Now the situation is more complicated. We are witnessing for the first time the formation of a new political and military front in Ethiopia that brings together Ethiopian Tigrayan forces, the Oromo Liberation Army (OLA) and other armed and opposition groups in an alliance against Ahmed to seek a period of political transition after a year of devastating war.
The new alliance, which took place in Washington, includes the Tigrayan forces, which are fighting the Ethiopian and allied forces, in addition to the OLA, which is now fighting alongside the Tigrayan forces, and 7 other groups from across the country. The new coalition called the “United Front of the Ethiopian Federal Forces” seeks to “establish a transitional arrangement in Ethiopia” so that the Prime Minister can leave as quickly as possible. This is how the situation is currently managed in Ethiopia.
The fall of the city of Disi, located in central Ethiopia, at the intersection of the main roads linking the capital, Addis Ababa, and the rest of the cities and regions, also came to complicate the calculations of the Ethiopian Federal Army. This is because, with the fall of Disi, the Ethiopian army lost the most important point for the flow of supplies, especially to the Tigray region, which ignited the current war, which is the latest in a series of ethnic and political conflicts that the country has experienced for many years.
After the entry of the Tigrayan Liberation Front fighters with the Oromo forces to which Prime Minister Abi Ahmed belongs, and their sudden advance during the past two days in the Amhara regions – the main ally of Abi Ahmed – the Ethiopian government was forced to declare a state of emergency, amid fears of declaring a comprehensive war with catastrophic consequences on both levels. local and regional.
There are also great fears that Abi Ahmed’s Oromo ethnicity will ally against him with the Tigray. This fear is due to the state of restlessness that prevailed for a long time among the Abi Ahmed tribe, due to what they describe as repressive measures and arrests of political leaders belonging to this ethnicity, including Muhammad Jawhar.
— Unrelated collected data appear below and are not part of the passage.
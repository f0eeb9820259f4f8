use std::{net::SocketAddr, path::PathBuf, time::Duration};

use clap::Parser;

/// Stub video served while a debrid download is still warming up. The player
/// keeps polling HEAD and switches to the real file once it is cached.
pub const NO_CACHE_VIDEO_URL: &str =
    "https://github.com/aymene69/stremio-jackett/raw/main/source/videos/nocache.mp4";

#[derive(Debug, Parser)]
#[command(name = "stream-relay")]
pub struct Args {
    /// Port to listen on
    #[arg(short, long)]
    pub port: Option<u16>,
    /// Sqlite database location
    #[arg(long)]
    pub database: Option<PathBuf>,
    /// Redis connection url
    #[arg(long)]
    pub redis_url: Option<String>,
    /// Log level (overrides RUST_LOG)
    #[arg(long)]
    pub log_level: Option<String>,
}

/// Process-level settings. Read once at startup from environment variables
/// (with CLI overrides) and injected through [crate::app_state::AppState];
/// tests construct their own instance.
#[derive(Debug, Clone)]
pub struct Settings {
    pub port: u16,
    pub database_path: PathBuf,
    pub redis_url: String,

    pub public_cache_url: Option<String>,
    pub dmm_url: Option<String>,
    pub yggflix_url: Option<String>,
    pub sharewood_url: Option<String>,
    pub jackett_url: Option<String>,
    pub jackett_api_key: Option<String>,
    pub tmdb_api_key: Option<String>,

    /// Outbound proxy for playback traffic only (http/https/socks5/socks5h/socks4).
    pub playback_proxy_url: Option<String>,
    /// When set, resolved links are streamed through this process instead of
    /// redirecting the player to the provider URL.
    pub proxied_link: bool,

    /// Shared "unique account" tokens. When one of these is set, every user
    /// of this deployment goes through the same provider account and the
    /// playback proxy must be on.
    pub rd_unique_token: Option<String>,
    pub ad_unique_token: Option<String>,
    pub tb_unique_token: Option<String>,
    /// Premiumize only joins the availability sweep; it has no playback path.
    pub pm_api_key: Option<String>,

    /// Provider used for `service = "DL"` pre-caching requests.
    pub download_service: crate::user_config::ServiceTag,
    pub no_cache_video_url: String,

    /// Results below this seeder count are dropped by the indexer adapters.
    pub min_seeders: u32,
    /// Width of per-adapter inner fan-outs.
    pub worker_pool_width: usize,
    /// TTL of the per-user filtered stream cache.
    pub stream_cache_ttl: Duration,
    /// TTL of the shareable unfiltered search cache.
    pub search_cache_ttl: Duration,
}

impl Settings {
    pub fn from_env(args: &Args) -> Self {
        let env = |key: &str| std::env::var(key).ok().filter(|v| !v.is_empty());
        let port = args
            .port
            .or_else(|| env("PORT").and_then(|p| p.parse().ok()))
            .unwrap_or(8080);
        let database_path = args
            .database
            .clone()
            .or_else(|| env("DATABASE_PATH").map(PathBuf::from))
            .unwrap_or_else(|| PathBuf::from("stream-relay.sqlite"));
        let redis_url = args
            .redis_url
            .clone()
            .or_else(|| env("REDIS_URL"))
            .unwrap_or_else(|| "redis://127.0.0.1:6379".to_string());

        let rd_unique_token = env("RD_TOKEN");
        let ad_unique_token = env("AD_TOKEN");
        let tb_unique_token = env("TB_TOKEN");
        // A shared provider account without the proxy would leak one user's
        // account to every player; force the safe default on.
        let proxied_link = env("PROXIED_LINK")
            .map(|v| v == "1" || v.eq_ignore_ascii_case("true"))
            .unwrap_or(
                rd_unique_token.is_some()
                    || ad_unique_token.is_some()
                    || tb_unique_token.is_some(),
            );

        let download_service = env("DOWNLOAD_SERVICE")
            .and_then(|v| v.parse().ok())
            .unwrap_or(crate::user_config::ServiceTag::Tb);

        Self {
            port,
            database_path,
            redis_url,
            public_cache_url: env("PUBLIC_CACHE_URL"),
            dmm_url: env("ZILEAN_URL"),
            yggflix_url: env("YGGFLIX_URL"),
            sharewood_url: env("SHAREWOOD_URL"),
            jackett_url: env("JACKETT_URL"),
            jackett_api_key: env("JACKETT_API_KEY"),
            tmdb_api_key: env("TMDB_API_KEY"),
            playback_proxy_url: env("PLAYBACK_PROXY_URL"),
            proxied_link,
            rd_unique_token,
            ad_unique_token,
            tb_unique_token,
            pm_api_key: env("PM_API_KEY"),
            download_service,
            no_cache_video_url: env("NO_CACHE_VIDEO_URL")
                .unwrap_or_else(|| NO_CACHE_VIDEO_URL.to_string()),
            min_seeders: env("MIN_SEEDERS")
                .and_then(|v| v.parse().ok())
                .unwrap_or(5),
            worker_pool_width: env("WORKER_POOL_WIDTH")
                .and_then(|v| v.parse().ok())
                .unwrap_or(4),
            stream_cache_ttl: Duration::from_secs(
                env("STREAM_CACHE_TTL")
                    .and_then(|v| v.parse().ok())
                    .unwrap_or(1200),
            ),
            search_cache_ttl: Duration::from_secs(
                env("SEARCH_CACHE_TTL")
                    .and_then(|v| v.parse().ok())
                    .unwrap_or(86400),
            ),
        }
    }

    pub fn listen_addr(&self) -> SocketAddr {
        SocketAddr::from(([0, 0, 0, 0], self.port))
    }
}

#[cfg(test)]
impl Default for Settings {
    fn default() -> Self {
        Self {
            port: 8080,
            database_path: PathBuf::from(":memory:"),
            redis_url: "redis://127.0.0.1:6379".to_string(),
            public_cache_url: None,
            dmm_url: None,
            yggflix_url: None,
            sharewood_url: None,
            jackett_url: None,
            jackett_api_key: None,
            tmdb_api_key: None,
            playback_proxy_url: None,
            proxied_link: true,
            rd_unique_token: None,
            ad_unique_token: None,
            tb_unique_token: None,
            pm_api_key: None,
            download_service: crate::user_config::ServiceTag::Tb,
            no_cache_video_url: NO_CACHE_VIDEO_URL.to_string(),
            min_seeders: 5,
            worker_pool_width: 4,
            stream_cache_ttl: Duration::from_secs(1200),
            search_cache_ttl: Duration::from_secs(86400),
        }
    }
}
use serde::{Deserialize, Serialize};

use crate::{
    config::Settings,
    media::{Media, MediaKind},
    parser,
    torrent_item::TorrentItem,
    user_config::{ServiceTag, UserConfig, encode_b64},
};

const INSTANTLY_AVAILABLE: &str = "⚡";
const DOWNLOAD_REQUIRED: &str = "⬇️";
const DIRECT_TORRENT: &str = "🏴\u{200d}☠️";

/// One row of the player's stream list.
#[derive(Debug, Clone, Serialize, Deserialize)]
pub struct StreamRow {
    pub name: String,
    pub description: String,
    #[serde(skip_serializing_if = "Option::is_none")]
    pub url: Option<String>,
    #[serde(rename = "infoHash", skip_serializing_if = "Option::is_none")]
    pub info_hash: Option<String>,
    #[serde(rename = "fileIdx", skip_serializing_if = "Option::is_none")]
    pub file_idx: Option<usize>,
    #[serde(rename = "behaviorHints")]
    pub behavior_hints: BehaviorHints,
}

#[derive(Debug, Clone, Serialize, Deserialize)]
pub struct BehaviorHints {
    /// Same-group rows binge-play without re-prompting the user.
    #[serde(rename = "bingeGroup")]
    pub binge_group: String,
    pub filename: String,
}

#[derive(Debug, Clone, Serialize)]
pub struct SearchResponse {
    pub streams: Vec<StreamRow>,
}

fn language_emoji(language: &str) -> &'static str {
    match language {
        "fr" => "🇫🇷 FR",
        "en" => "🇬🇧 EN",
        "es" => "🇪🇸 ES",
        "de" => "🇩🇪 DE",
        "it" => "🇮🇹 IT",
        "pt" => "🇵🇹 PT",
        "ru" => "🇷🇺 RU",
        "in" => "🇮🇳 IN",
        "nl" => "🇳🇱 NL",
        "hu" => "🇭🇺 HU",
        "la" => "🇲🇽 LA",
        "multi" => "🌍 MULTi",
        _ => "🌐",
    }
}

fn size_in_gib(size: u64) -> String {
    format!("{:.2}", size as f64 / 1024.0 / 1024.0 / 1024.0)
}

/// Builds the player rows for the final result list: one debrid row per
/// item, plus a direct-torrent row when public torrenting is enabled.
/// Instant rows sort first, direct-torrent rows last.
pub fn build_stream_rows(
    items: &[TorrentItem],
    config: &UserConfig,
    media: &Media,
    settings: &Settings,
) -> Vec<StreamRow> {
    let config_b64 = config.encode();
    let mut rows = Vec::new();
    for item in items.iter().take(config.max_results.max(1)) {
        rows.push(debrid_row(item, config, media, settings, &config_b64));
        if config.torrenting
            && item.privacy == crate::torrent_item::Privacy::Public
            && item.info_hash.is_some()
        {
            rows.push(direct_torrent_row(item));
        }
    }
    // Stable: instant first, direct-torrent rows at the very end.
    rows.sort_by_key(|row| {
        (
            row.name.starts_with(DIRECT_TORRENT),
            !row.name.starts_with(INSTANTLY_AVAILABLE),
        )
    });
    rows
}

fn playback_service(item: &TorrentItem, config: &UserConfig, settings: &Settings) -> ServiceTag {
    match item.availability.map(ServiceTag::from) {
        Some(service) => service,
        None => match config.service {
            ServiceTag::Download => settings.download_service,
            service => service,
        },
    }
}

fn debrid_row(
    item: &TorrentItem,
    config: &UserConfig,
    media: &Media,
    settings: &Settings,
    config_b64: &str,
) -> StreamRow {
    let resolution = item
        .parsed_data
        .resolution
        .as_deref()
        .unwrap_or("Unknown");
    let service = playback_service(item, config, settings);
    let name = match item.availability {
        Some(provider) => format!(
            "{INSTANTLY_AVAILABLE}{}\ninstant\n({resolution})",
            provider.display_name()
        ),
        None => format!(
            "{DOWNLOAD_REQUIRED}{}\ndownload\n({resolution})",
            service
                .provider()
                .map(|p| p.display_name())
                .unwrap_or("debrid")
        ),
    };

    let query = item.to_stream_query(media, service);
    let query_b64 = encode_b64(&serde_json::to_string(&query).expect("query serializes"));
    StreamRow {
        name,
        description: description(item, media),
        url: Some(format!(
            "{}/playback/{config_b64}/{query_b64}",
            config.addon_host.trim_end_matches('/')
        )),
        info_hash: None,
        file_idx: None,
        behavior_hints: behavior_hints(item),
    }
}

fn direct_torrent_row(item: &TorrentItem) -> StreamRow {
    let resolution = item
        .parsed_data
        .resolution
        .as_deref()
        .unwrap_or("Unknown");
    StreamRow {
        name: format!("{DIRECT_TORRENT}\ntorrent\n({resolution})"),
        description: description_base(item),
        url: None,
        info_hash: item.info_hash.clone(),
        file_idx: item.file_index,
        behavior_hints: behavior_hints(item),
    }
}

fn behavior_hints(item: &TorrentItem) -> BehaviorHints {
    BehaviorHints {
        binge_group: format!(
            "stream-relay-{}",
            item.info_hash.as_deref().unwrap_or("unhashed")
        ),
        filename: item
            .file_name
            .clone()
            .unwrap_or_else(|| item.raw_title.clone()),
    }
}

fn description(item: &TorrentItem, media: &Media) -> String {
    let mut description = format!("{}\n", item.raw_title);
    if media.kind == MediaKind::Series {
        if let Some(file_name) = &item.file_name {
            description.push_str(file_name);
            description.push('\n');
        }
    }
    description.push_str(&description_tail(item));
    description
}

fn description_base(item: &TorrentItem) -> String {
    format!("{}\n{}", item.raw_title, description_tail(item))
}

fn description_tail(item: &TorrentItem) -> String {
    let mut tail = String::new();

    let languages = if item.languages.is_empty() {
        "🌐".to_string()
    } else {
        item.languages
            .iter()
            .map(|language| language_emoji(language))
            .collect::<Vec<_>>()
            .join("/")
    };
    tail.push_str(&languages);
    if let Some(dub) = parser::detect_french_dub(&item.raw_title, &item.languages) {
        tail.push_str(&format!("  ✔ {dub}"));
    }
    if let Some(group) = &item.parsed_data.group {
        tail.push_str(&format!("  ☠ {group}"));
    }
    tail.push('\n');

    tail.push_str(&format!(
        "🔍 {} 💾 {}GB 👥 {}\n",
        item.indexer,
        size_in_gib(item.size),
        item.seeders
    ));

    let parsed = &item.parsed_data;
    let mut media_info = Vec::new();
    if let Some(codec) = &parsed.codec {
        media_info.push(format!("🎥 {codec}"));
    }
    if let Some(resolution) = &parsed.resolution {
        media_info.push(format!("📺 {resolution}"));
    }
    if let Some(quality) = &parsed.quality {
        media_info.push(format!("🎞 {quality}"));
    }
    if !parsed.hdr.is_empty() {
        media_info.push(parsed.hdr.join("."));
    }
    if !parsed.audio.is_empty() {
        media_info.push(format!("🎧 {}", parsed.audio.join(" | ")));
    }
    if !media_info.is_empty() {
        tail.push_str(&media_info.join(" "));
        tail.push('\n');
    }
    tail.trim_end().to_string()
}

#[cfg(test)]
mod tests {
    use super::*;
    use crate::torrent_item::{Privacy, ProviderTag};

    fn movie_media() -> Media {
        Media {
            kind: MediaKind::Movie,
            imdb_id: "tt1375666".to_string(),
            tmdb_id: None,
            titles: vec!["Inception".to_string()],
            year: Some("2010".to_string()),
            season: None,
            episode: None,
            languages: vec!["fr".to_string(), "en".to_string()],
        }
    }

    fn cached_movie_item() -> TorrentItem {
        let mut item = TorrentItem::new(
            "Inception.2010.MULTi.1080p.BluRay.x264-Group".to_string(),
            8_000_000_000,
            Some("a".repeat(40)),
            None,
            42,
            "Jackett".to_string(),
            MediaKind::Movie,
            Privacy::Public,
        );
        item.magnet = Some(format!("magnet:?xt=urn:btih:{}", "a".repeat(40)));
        item.file_index = Some(1);
        item.file_name = Some("Inception.2010.1080p.mkv".to_string());
        item.mark_available(ProviderTag::RealDebrid);
        item
    }

    fn config() -> UserConfig {
        UserConfig {
            api_key: "11111111-2222-4333-8444-555555555555".to_string(),
            addon_host: "https://addon.example".to_string(),
            ..UserConfig::default()
        }
    }

    #[test]
    fn cached_movie_produces_an_instant_row() {
        let settings = Settings::default();
        let rows = build_stream_rows(&[cached_movie_item()], &config(), &movie_media(), &settings);
        assert_eq!(rows.len(), 1);
        let row = &rows[0];
        assert!(row.name.starts_with("⚡RealDebrid"));
        assert!(row.name.contains("(1080p)"));
        assert!(row.description.contains("👥 42"));
        assert!(row.description.contains("💾 7.45GB"));
        assert!(row.description.contains("📺 1080p"));
        let url = row.url.as_deref().unwrap();
        assert!(url.starts_with("https://addon.example/playback/"));
        assert!(!url.contains('='));
        assert_eq!(
            row.behavior_hints.filename.as_str(),
            "Inception.2010.1080p.mkv"
        );
    }

    #[test]
    fn torrenting_adds_direct_rows_after_debrid_rows() {
        let settings = Settings::default();
        let mut config = config();
        config.torrenting = true;
        let rows = build_stream_rows(&[cached_movie_item()], &config, &movie_media(), &settings);
        assert_eq!(rows.len(), 2);
        assert!(rows[0].name.starts_with("⚡"));
        assert!(rows[1].name.starts_with(DIRECT_TORRENT));
        assert_eq!(rows[1].info_hash.as_deref(), Some(&*"a".repeat(40)));
        assert_eq!(rows[1].file_idx, Some(1));
    }

    #[test]
    fn uncached_items_offer_the_download_path() {
        let settings = Settings::default();
        let mut item = cached_movie_item();
        item.availability = None;
        let rows = build_stream_rows(&[item], &config(), &movie_media(), &settings);
        assert!(rows[0].name.starts_with("⬇️"));
        assert!(rows[0].name.contains("download"));
    }

    #[test]
    fn max_results_caps_the_row_count() {
        let settings = Settings::default();
        let mut config = config();
        config.max_results = 1;
        let items = vec![cached_movie_item(), cached_movie_item()];
        let rows = build_stream_rows(&items, &config, &movie_media(), &settings);
        assert_eq!(rows.len(), 1);
    }
}
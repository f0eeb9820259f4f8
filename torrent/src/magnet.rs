use std::{fmt::Display, str::FromStr};

use anyhow::Context;
use reqwest::Url;

/// Parsed `magnet:?xt=urn:btih:…` link.
///
/// The info hash is kept as 40 lowercase hex characters regardless of how the
/// source spelled it.
#[derive(Debug, Clone, PartialEq, Eq)]
pub struct MagnetLink {
    pub info_hash: String,
    pub name: Option<String>,
    pub trackers: Vec<String>,
}

impl MagnetLink {
    pub fn new(
        info_hash: impl Into<String>,
        name: Option<String>,
        trackers: impl IntoIterator<Item = String>,
    ) -> Self {
        Self {
            info_hash: info_hash.into().to_lowercase(),
            name,
            trackers: trackers.into_iter().collect(),
        }
    }

    pub fn hash_bytes(&self) -> anyhow::Result<[u8; 20]> {
        let bytes = hex::decode(&self.info_hash).context("info hash is not hex")?;
        bytes
            .try_into()
            .map_err(|_| anyhow::anyhow!("info hash is not 20 bytes"))
    }
}

impl Display for MagnetLink {
    fn fmt(&self, f: &mut std::fmt::Formatter<'_>) -> Result<(), std::fmt::Error> {
        let mut url = Url::parse(&format!("magnet:?xt=urn:btih:{}", self.info_hash)).unwrap();
        {
            let mut query = url.query_pairs_mut();
            if let Some(name) = &self.name {
                query.append_pair("dn", name);
            }
            for tracker in &self.trackers {
                query.append_pair("tr", tracker);
            }
            query.finish();
        }
        write!(f, "{}", url)
    }
}

impl FromStr for MagnetLink {
    type Err = anyhow::Error;

    fn from_str(s: &str) -> Result<Self, Self::Err> {
        let url = Url::from_str(s)?;
        anyhow::ensure!(url.scheme() == "magnet", "not a magnet uri");
        let mut info_hash = None;
        let mut name = None;
        let mut trackers = Vec::new();
        for (key, value) in url.query_pairs() {
            match key.as_ref() {
                "xt" => {
                    let mut split = value.splitn(3, ':');
                    let urn = split.next().context("xt is missing urn prefix")?;
                    let kind = split.next().context("xt is missing hash kind")?;
                    anyhow::ensure!(urn == "urn", "xt does not carry a urn");
                    anyhow::ensure!(kind == "btih", "only btih hashes are supported");
                    let hash = split.next().context("xt does not carry a hash")?;
                    anyhow::ensure!(hash.len() == 40, "info hash must be 40 hex chars");
                    info_hash = Some(hash.to_lowercase());
                }
                "dn" => {
                    name = Some(value.to_string());
                }
                "tr" => {
                    if Url::from_str(&value).is_ok() {
                        trackers.push(value.to_string());
                    } else {
                        tracing::warn!("Skipping malformed magnet tracker: {}", value);
                    }
                }
                _ => {}
            }
        }
        Ok(Self {
            info_hash: info_hash.context("magnet link does not contain an info hash")?,
            name,
            trackers,
        })
    }
}

#[cfg(test)]
mod tests {
    use super::MagnetLink;

    use std::str::FromStr;

    #[test]
    fn parse_magnet_link() {
        let contents = "magnet:?xt=urn:btih:BE2D7CD9F6B0FDFC035EDFEE4EBD567003EBC254&dn=Rick.and.Morty.S07E01.1080p.WEB.H264-NHTFS%5BTGx%5D&tr=udp%3A%2F%2Ftracker.opentrackr.org%3A1337&tr=udp%3A%2F%2Fopen.stealth.si%3A80%2Fannounce";
        let magnet = MagnetLink::from_str(contents).unwrap();
        assert_eq!(
            magnet.info_hash,
            "be2d7cd9f6b0fdfc035edfee4ebd567003ebc254"
        );
        assert_eq!(
            magnet.name.as_deref(),
            Some("Rick.and.Morty.S07E01.1080p.WEB.H264-NHTFS[TGx]")
        );
        assert_eq!(
            magnet.trackers,
            vec![
                "udp://tracker.opentrackr.org:1337",
                "udp://open.stealth.si:80/announce",
            ]
        );
    }

    #[test]
    fn build_magnet_link() {
        let magnet = MagnetLink::new(
            "BE2D7CD9F6B0FDFC035EDFEE4EBD567003EBC254",
            Some("Some.Movie.2010.1080p".to_string()),
            ["udp://tracker.opentrackr.org:1337".to_string()],
        );
        let rendered = magnet.to_string();
        assert!(rendered.starts_with("magnet:?xt=urn:btih:be2d7cd9f6b0fdfc035edfee4ebd567003ebc254"));
        assert_eq!(rendered.matches("&tr=").count(), 1);
        let reparsed = MagnetLink::from_str(&rendered).unwrap();
        assert_eq!(reparsed, magnet);
    }

    #[test]
    fn rejects_non_magnet() {
        assert!(MagnetLink::from_str("https://example.com/file.torrent").is_err());
    }
}
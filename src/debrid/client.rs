use std::time::Duration;

use anyhow::Context;
use bytes::Bytes;
use reqwest::{Client, Proxy, RequestBuilder, Response, StatusCode};
use serde::de::DeserializeOwned;

use crate::{app_state::AppError, rate_limit::SlidingWindow};

const MAX_ATTEMPTS: u32 = 5;

/// Shared HTTP plumbing for every debrid provider: one connection pool, the
/// two process-wide sliding windows, retry with backoff on 429/5xx, and the
/// optional outbound proxy.
#[derive(Debug)]
pub struct DebridHttp {
    client: Client,
    global_window: SlidingWindow,
    torrents_window: SlidingWindow,
}

impl DebridHttp {
    pub fn new(proxy_url: Option<&str>) -> anyhow::Result<Self> {
        let mut builder = Client::builder()
            .pool_max_idle_per_host(50)
            .timeout(Duration::from_secs(60));
        if let Some(proxy_url) = proxy_url {
            builder = builder.proxy(Proxy::all(proxy_url).context("invalid proxy url")?);
        }
        Ok(Self {
            client: builder.build().context("build debrid http client")?,
            global_window: SlidingWindow::per_minute_250(),
            torrents_window: SlidingWindow::per_second_1(),
        })
    }

    /// Request builders for provider modules. All requests built here share
    /// the pool and the proxy.
    pub fn client(&self) -> &Client {
        &self.client
    }

    pub async fn json<T>(&self, request: RequestBuilder) -> Result<T, AppError>
    where
        T: DeserializeOwned,
    {
        let response = self.send_with_retries(request).await?;
        let url = response.url().to_string();
        response.json().await.map_err(|e| {
            tracing::error!(url, "Failed to deserialize debrid response: {e}");
            AppError::internal_error("failed to deserialize debrid response")
        })
    }

    pub async fn bytes(&self, request: RequestBuilder) -> Result<Bytes, AppError> {
        let response = self.send_with_retries(request).await?;
        Ok(response.bytes().await?)
    }

    /// Sends with the provider budget applied: both windows are honoured
    /// (`torrents` subpaths take the strict one), 429 and 5xx retry with
    /// exponential backoff, other 4xx fail immediately.
    async fn send_with_retries(&self, request: RequestBuilder) -> Result<Response, AppError> {
        let Some(probe) = request.try_clone() else {
            // Streaming bodies (multipart uploads) cannot be replayed.
            return self.send_once(request).await;
        };
        let probe = probe.build().map_err(anyhow::Error::from)?;
        let is_torrents_path = probe.url().path().contains("torrent");

        let mut last_error: Option<AppError> = None;
        for attempt in 0..MAX_ATTEMPTS {
            let Some(attempt_request) = request.try_clone() else {
                return Err(AppError::internal_error("debrid request is not retryable"));
            };
            self.global_window.acquire().await;
            if is_torrents_path {
                self.torrents_window.acquire().await;
            }
            match attempt_request.send().await {
                Ok(response) => {
                    let status = response.status();
                    if status.is_success() {
                        return Ok(response);
                    }
                    if status == StatusCode::TOO_MANY_REQUESTS || status.is_server_error() {
                        let wait = Duration::from_secs(1 + 2u64.pow(attempt));
                        tracing::warn!(
                            status = status.as_u16(),
                            attempt,
                            "Debrid request throttled, backing off {wait:?}"
                        );
                        last_error = Some(AppError::unavailable(format!(
                            "debrid responded with {status}"
                        )));
                        tokio::time::sleep(wait).await;
                        continue;
                    }
                    return Err(AppError::internal_error(format!(
                        "debrid responded with {status}"
                    )));
                }
                Err(e) if attempt + 1 < MAX_ATTEMPTS => {
                    let wait = Duration::from_secs(1 + 2u64.pow(attempt));
                    tracing::warn!(attempt, "Debrid request failed ({e}), retrying in {wait:?}");
                    last_error = Some(e.into());
                    tokio::time::sleep(wait).await;
                }
                Err(e) => return Err(e.into()),
            }
        }
        Err(last_error.unwrap_or_else(|| AppError::unavailable("debrid retries exhausted")))
    }

    async fn send_once(&self, request: RequestBuilder) -> Result<Response, AppError> {
        self.global_window.acquire().await;
        self.torrents_window.acquire().await;
        let response = request.send().await?;
        let status = response.status();
        if status.is_success() {
            return Ok(response);
        }
        Err(AppError::internal_error(format!(
            "debrid responded with {status}"
        )))
    }

    /// Downloads a `.torrent` body for re-upload to a provider.
    pub async fn download_torrent_file(&self, url: &str) -> Result<Bytes, AppError> {
        self.bytes(self.client.get(url)).await
    }
}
Current developments may pose an even greater test for Abi Ahmed due to the local and regional complexities overlapping with many countries in the region. Observers believe that these developments will put the Ethiopian army in front of heavy resistance and long “attrition” operations.
In fact, the war that broke out in the Tigray region on the 4th of November 2020 was; Like a “snowball” that started to roll at breakneck speed. Although the Ethiopian government repeatedly declared its control over the regional capital, Mekele, and was able to secure several key areas in the region, the Tigray Liberation Front fighters were able to return because of the nature of the area that enabled them to take shelter in the mountains.
Relying on the Ethiopian National Defence Forces (ENDF), which is estimated at 140,000 personnel, to resolve matters on the ground in favour of the government is almost impossible. This is especially in light of the splits that occurred in the army. The outbreak of the Tigray war occurred, as a large number of the region’s residents withdrew from it, who made up a significant percentage in all its formations and units. There is also the most important factor, which is the rapid control of the forces of the Tigray and Oromo alliance over strategic areas in the depth of the Amhara region, on which Abi Ahmed relies a lot in resolving the war with the Tigray. Therefore, the coming days may witness dramatic changes that no one expected.